2019.4-current Assistant professor/Principal investigator of Sakura-Hirano lab (co-PI)
Faculty of Medicine/ International Institute for Integrative Sleep medicine (IIIS), University of Tsukuba, JAPAN
-Investigation of neuronal network regulating physiological circadian rhythms
2017.4-2019.3 Project assistant professor
International Institute for Integrative Sleep medicine (IIIS), University of Tsukuba, JAPAN
-Investigation of neuronal network regulating sleep-wake cycle
2014.4-2017.3 Postdoctoral fellow
Department of Neurology, University of California, San Francisco, USA
-Investigation of molecular mechanism for short sleep in humans.

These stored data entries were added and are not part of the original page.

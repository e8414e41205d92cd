//! In-memory resume document.
//!
//! Field names follow the JSON Resume conventions (camelCase on the wire). Decoding is
//! tolerant: every field is optional, unknown top-level keys are kept in `extra` so
//! themes can still reach them, and unknown nested keys are ignored. A known field
//! holding `null` or a value of the wrong shape decodes as absent; numbers and booleans
//! in text fields are kept as their text.

use serde::{Deserialize, Serialize};
use serde_json::{Map, Value};

/// `deserialize_with` helpers that never reject a well-formed JSON value.
mod lenient {
    use serde::de::{DeserializeOwned, Deserializer};
    use serde::Deserialize;
    use serde_json::Value;

    fn scalar_text(value: Value) -> Option<String> {
        match value {
            Value::String(s) => Some(s),
            Value::Number(n) => Some(n.to_string()),
            Value::Bool(b) => Some(b.to_string()),
            Value::Null | Value::Array(_) | Value::Object(_) => None,
        }
    }

    pub fn text<'de, D: Deserializer<'de>>(deserializer: D) -> Result<Option<String>, D::Error> {
        Value::deserialize(deserializer).map(scalar_text)
    }

    pub fn texts<'de, D: Deserializer<'de>>(deserializer: D) -> Result<Vec<String>, D::Error> {
        Ok(match Value::deserialize(deserializer)? {
            Value::Array(items) => items.into_iter().filter_map(scalar_text).collect(),
            _ => Vec::new(),
        })
    }

    /// Entries that do not decode are dropped; the rest of the list survives.
    pub fn list<'de, D, T>(deserializer: D) -> Result<Vec<T>, D::Error>
    where
        D: Deserializer<'de>,
        T: DeserializeOwned,
    {
        Ok(match Value::deserialize(deserializer)? {
            Value::Array(items) => items
                .into_iter()
                .filter_map(|item| serde_json::from_value(item).ok())
                .collect(),
            _ => Vec::new(),
        })
    }

    pub fn or_default<'de, D, T>(deserializer: D) -> Result<T, D::Error>
    where
        D: Deserializer<'de>,
        T: DeserializeOwned + Default,
    {
        let value = Value::deserialize(deserializer)?;
        Ok(serde_json::from_value(value).unwrap_or_default())
    }
}

// ────────────────────────────────────────────────────────────────────────────
// Document model
// ────────────────────────────────────────────────────────────────────────────

#[derive(Debug, Clone, Default, PartialEq, Serialize, Deserialize)]
#[serde(default, rename_all = "camelCase")]
pub struct ResumeDocument {
    #[serde(deserialize_with = "lenient::or_default")]
    pub basics: Basics,
    #[serde(skip_serializing_if = "Vec::is_empty", deserialize_with = "lenient::list")]
    pub work: Vec<Work>,
    #[serde(skip_serializing_if = "Vec::is_empty", deserialize_with = "lenient::list")]
    pub volunteer: Vec<Volunteer>,
    #[serde(skip_serializing_if = "Vec::is_empty", deserialize_with = "lenient::list")]
    pub education: Vec<Education>,
    #[serde(skip_serializing_if = "Vec::is_empty", deserialize_with = "lenient::list")]
    pub awards: Vec<Award>,
    #[serde(skip_serializing_if = "Vec::is_empty", deserialize_with = "lenient::list")]
    pub publications: Vec<Publication>,
    #[serde(skip_serializing_if = "Vec::is_empty", deserialize_with = "lenient::list")]
    pub skills: Vec<Skill>,
    #[serde(skip_serializing_if = "Vec::is_empty", deserialize_with = "lenient::list")]
    pub languages: Vec<Language>,
    #[serde(skip_serializing_if = "Vec::is_empty", deserialize_with = "lenient::list")]
    pub interests: Vec<Interest>,
    #[serde(skip_serializing_if = "Vec::is_empty", deserialize_with = "lenient::list")]
    pub references: Vec<Reference>,
    #[serde(skip_serializing_if = "Vec::is_empty", deserialize_with = "lenient::list")]
    pub projects: Vec<Project>,
    /// Top-level keys outside the known schema, passed through to themes.
    #[serde(flatten)]
    pub extra: Map<String, Value>,
}

#[derive(Debug, Clone, Default, PartialEq, Serialize, Deserialize)]
#[serde(default, rename_all = "camelCase")]
pub struct Basics {
    #[serde(deserialize_with = "lenient::text")]
    pub name: Option<String>,
    #[serde(deserialize_with = "lenient::text")]
    pub label: Option<String>,
    #[serde(deserialize_with = "lenient::text")]
    pub picture: Option<String>,
    #[serde(deserialize_with = "lenient::text")]
    pub email: Option<String>,
    #[serde(deserialize_with = "lenient::text")]
    pub phone: Option<String>,
    #[serde(deserialize_with = "lenient::text")]
    pub website: Option<String>,
    #[serde(deserialize_with = "lenient::text")]
    pub summary: Option<String>,
    #[serde(deserialize_with = "lenient::or_default")]
    pub location: Option<Location>,
    #[serde(skip_serializing_if = "Vec::is_empty", deserialize_with = "lenient::list")]
    pub profiles: Vec<Profile>,
}

#[derive(Debug, Clone, Default, PartialEq, Serialize, Deserialize)]
#[serde(default, rename_all = "camelCase")]
pub struct Location {
    #[serde(deserialize_with = "lenient::text")]
    pub address: Option<String>,
    #[serde(deserialize_with = "lenient::text")]
    pub postal_code: Option<String>,
    #[serde(deserialize_with = "lenient::text")]
    pub city: Option<String>,
    #[serde(deserialize_with = "lenient::text")]
    pub country_code: Option<String>,
    #[serde(deserialize_with = "lenient::text")]
    pub region: Option<String>,
}

#[derive(Debug, Clone, Default, PartialEq, Serialize, Deserialize)]
#[serde(default, rename_all = "camelCase")]
pub struct Profile {
    #[serde(deserialize_with = "lenient::text")]
    pub network: Option<String>,
    #[serde(deserialize_with = "lenient::text")]
    pub username: Option<String>,
    #[serde(deserialize_with = "lenient::text")]
    pub url: Option<String>,
}

#[derive(Debug, Clone, Default, PartialEq, Serialize, Deserialize)]
#[serde(default, rename_all = "camelCase")]
pub struct Work {
    #[serde(deserialize_with = "lenient::text")]
    pub company: Option<String>,
    #[serde(deserialize_with = "lenient::text")]
    pub position: Option<String>,
    #[serde(deserialize_with = "lenient::text")]
    pub website: Option<String>,
    #[serde(deserialize_with = "lenient::text")]
    pub start_date: Option<String>,
    #[serde(deserialize_with = "lenient::text")]
    pub end_date: Option<String>,
    #[serde(deserialize_with = "lenient::text")]
    pub summary: Option<String>,
    #[serde(skip_serializing_if = "Vec::is_empty", deserialize_with = "lenient::texts")]
    pub highlights: Vec<String>,
}

#[derive(Debug, Clone, Default, PartialEq, Serialize, Deserialize)]
#[serde(default, rename_all = "camelCase")]
pub struct Volunteer {
    #[serde(deserialize_with = "lenient::text")]
    pub organization: Option<String>,
    #[serde(deserialize_with = "lenient::text")]
    pub position: Option<String>,
    #[serde(deserialize_with = "lenient::text")]
    pub website: Option<String>,
    #[serde(deserialize_with = "lenient::text")]
    pub start_date: Option<String>,
    #[serde(deserialize_with = "lenient::text")]
    pub end_date: Option<String>,
    #[serde(deserialize_with = "lenient::text")]
    pub summary: Option<String>,
    #[serde(skip_serializing_if = "Vec::is_empty", deserialize_with = "lenient::texts")]
    pub highlights: Vec<String>,
}

#[derive(Debug, Clone, Default, PartialEq, Serialize, Deserialize)]
#[serde(default, rename_all = "camelCase")]
pub struct Education {
    #[serde(deserialize_with = "lenient::text")]
    pub institution: Option<String>,
    #[serde(deserialize_with = "lenient::text")]
    pub area: Option<String>,
    #[serde(deserialize_with = "lenient::text")]
    pub study_type: Option<String>,
    #[serde(deserialize_with = "lenient::text")]
    pub start_date: Option<String>,
    #[serde(deserialize_with = "lenient::text")]
    pub end_date: Option<String>,
    #[serde(deserialize_with = "lenient::text")]
    pub gpa: Option<String>,
    #[serde(skip_serializing_if = "Vec::is_empty", deserialize_with = "lenient::texts")]
    pub courses: Vec<String>,
}

#[derive(Debug, Clone, Default, PartialEq, Serialize, Deserialize)]
#[serde(default, rename_all = "camelCase")]
pub struct Award {
    #[serde(deserialize_with = "lenient::text")]
    pub title: Option<String>,
    #[serde(deserialize_with = "lenient::text")]
    pub date: Option<String>,
    #[serde(deserialize_with = "lenient::text")]
    pub awarder: Option<String>,
    #[serde(deserialize_with = "lenient::text")]
    pub summary: Option<String>,
}

#[derive(Debug, Clone, Default, PartialEq, Serialize, Deserialize)]
#[serde(default, rename_all = "camelCase")]
pub struct Publication {
    #[serde(deserialize_with = "lenient::text")]
    pub name: Option<String>,
    #[serde(deserialize_with = "lenient::text")]
    pub publisher: Option<String>,
    #[serde(deserialize_with = "lenient::text")]
    pub release_date: Option<String>,
    #[serde(deserialize_with = "lenient::text")]
    pub website: Option<String>,
    #[serde(deserialize_with = "lenient::text")]
    pub summary: Option<String>,
}

#[derive(Debug, Clone, Default, PartialEq, Serialize, Deserialize)]
#[serde(default, rename_all = "camelCase")]
pub struct Skill {
    #[serde(deserialize_with = "lenient::text")]
    pub name: Option<String>,
    #[serde(deserialize_with = "lenient::text")]
    pub level: Option<String>,
    #[serde(skip_serializing_if = "Vec::is_empty", deserialize_with = "lenient::texts")]
    pub keywords: Vec<String>,
}

#[derive(Debug, Clone, Default, PartialEq, Serialize, Deserialize)]
#[serde(default, rename_all = "camelCase")]
pub struct Language {
    #[serde(deserialize_with = "lenient::text")]
    pub language: Option<String>,
    #[serde(deserialize_with = "lenient::text")]
    pub fluency: Option<String>,
}

#[derive(Debug, Clone, Default, PartialEq, Serialize, Deserialize)]
#[serde(default, rename_all = "camelCase")]
pub struct Interest {
    #[serde(deserialize_with = "lenient::text")]
    pub name: Option<String>,
    #[serde(skip_serializing_if = "Vec::is_empty", deserialize_with = "lenient::texts")]
    pub keywords: Vec<String>,
}

#[derive(Debug, Clone, Default, PartialEq, Serialize, Deserialize)]
#[serde(default, rename_all = "camelCase")]
pub struct Reference {
    #[serde(deserialize_with = "lenient::text")]
    pub name: Option<String>,
    #[serde(deserialize_with = "lenient::text")]
    pub reference: Option<String>,
}

#[derive(Debug, Clone, Default, PartialEq, Serialize, Deserialize)]
#[serde(default, rename_all = "camelCase")]
pub struct Project {
    #[serde(deserialize_with = "lenient::text")]
    pub name: Option<String>,
    #[serde(deserialize_with = "lenient::text")]
    pub description: Option<String>,
    #[serde(deserialize_with = "lenient::text")]
    pub url: Option<String>,
    #[serde(deserialize_with = "lenient::text")]
    pub start_date: Option<String>,
    #[serde(deserialize_with = "lenient::text")]
    pub end_date: Option<String>,
    #[serde(skip_serializing_if = "Vec::is_empty", deserialize_with = "lenient::texts")]
    pub highlights: Vec<String>,
    #[serde(skip_serializing_if = "Vec::is_empty", deserialize_with = "lenient::texts")]
    pub keywords: Vec<String>,
}

// ────────────────────────────────────────────────────────────────────────────
// Normalization
// ────────────────────────────────────────────────────────────────────────────

/// A value that carries no content a theme could render.
pub trait Blank {
    fn is_blank(&self) -> bool;
}

impl Blank for String {
    fn is_blank(&self) -> bool {
        self.trim().is_empty()
    }
}

impl<T: Blank> Blank for Option<T> {
    fn is_blank(&self) -> bool {
        self.as_ref().map_or(true, Blank::is_blank)
    }
}

impl<T: Blank> Blank for Vec<T> {
    fn is_blank(&self) -> bool {
        self.iter().all(Blank::is_blank)
    }
}

impl Blank for Value {
    fn is_blank(&self) -> bool {
        match self {
            Value::Null => true,
            Value::String(s) => s.is_blank(),
            Value::Array(items) => items.iter().all(Blank::is_blank),
            Value::Object(map) => map.values().all(Blank::is_blank),
            Value::Bool(_) | Value::Number(_) => false,
        }
    }
}

macro_rules! impl_blank {
    ($($ty:ty { $($field:ident),+ $(,)? })+) => {
        $(impl Blank for $ty {
            fn is_blank(&self) -> bool {
                $(self.$field.is_blank())&&+
            }
        })+
    };
}

impl_blank! {
    Location { address, postal_code, city, country_code, region }
    Profile { network, username, url }
    Work { company, position, website, start_date, end_date, summary, highlights }
    Volunteer { organization, position, website, start_date, end_date, summary, highlights }
    Education { institution, area, study_type, start_date, end_date, gpa, courses }
    Award { title, date, awarder, summary }
    Publication { name, publisher, release_date, website, summary }
    Skill { name, level, keywords }
    Language { language, fluency }
    Interest { name, keywords }
    Reference { name, reference }
    Project { name, description, url, start_date, end_date, highlights, keywords }
}

fn prune<T: Blank>(items: &mut Vec<T>) {
    items.retain(|item| !item.is_blank());
}

/// Drops blank array elements and then any key left holding an empty array.
fn prune_value(value: &mut Value) {
    match value {
        Value::Array(items) => {
            items.iter_mut().for_each(prune_value);
            items.retain(|item| !item.is_blank());
        }
        Value::Object(map) => {
            map.values_mut().for_each(prune_value);
            map.retain(|_, v| !matches!(v, Value::Array(items) if items.is_empty()));
        }
        _ => {}
    }
}

impl ResumeDocument {
    /// Removes empty-element noise so "section present" means "section has content".
    ///
    /// Blank entries are dropped from every list; a list left with nothing in it is
    /// omitted from the template context entirely.
    pub fn normalize(&mut self) {
        prune(&mut self.basics.profiles);
        if self.basics.location.is_blank() {
            self.basics.location = None;
        }

        for job in &mut self.work {
            prune(&mut job.highlights);
        }
        for role in &mut self.volunteer {
            prune(&mut role.highlights);
        }
        for school in &mut self.education {
            prune(&mut school.courses);
        }
        for skill in &mut self.skills {
            prune(&mut skill.keywords);
        }
        for interest in &mut self.interests {
            prune(&mut interest.keywords);
        }
        for project in &mut self.projects {
            prune(&mut project.highlights);
            prune(&mut project.keywords);
        }

        prune(&mut self.work);
        prune(&mut self.volunteer);
        prune(&mut self.education);
        prune(&mut self.awards);
        prune(&mut self.publications);
        prune(&mut self.skills);
        prune(&mut self.languages);
        prune(&mut self.interests);
        prune(&mut self.references);
        prune(&mut self.projects);

        for value in self.extra.values_mut() {
            prune_value(value);
        }
        self.extra
            .retain(|_, v| !matches!(v, Value::Array(items) if items.is_empty()));
    }
}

-Characterization of a novel variant of clock genes causing Familial Advanced Sleep Phase.
2013.4-2014.3 Project assistant professor
Department of Biophysics and Biochemistry, Graduate School of Science, The University of Tokyo, Japan
-Identification of a deubiquitinating enzyme of CRY by interactome analysis.
2013.3 Ph.D. (Science)
Department of Biophysics and Biochemistry, Graduate School of Science, The University of Tokyo, Japan
- Analysis of ubiquitylation and phosphorylation of CRY using gene modified mice.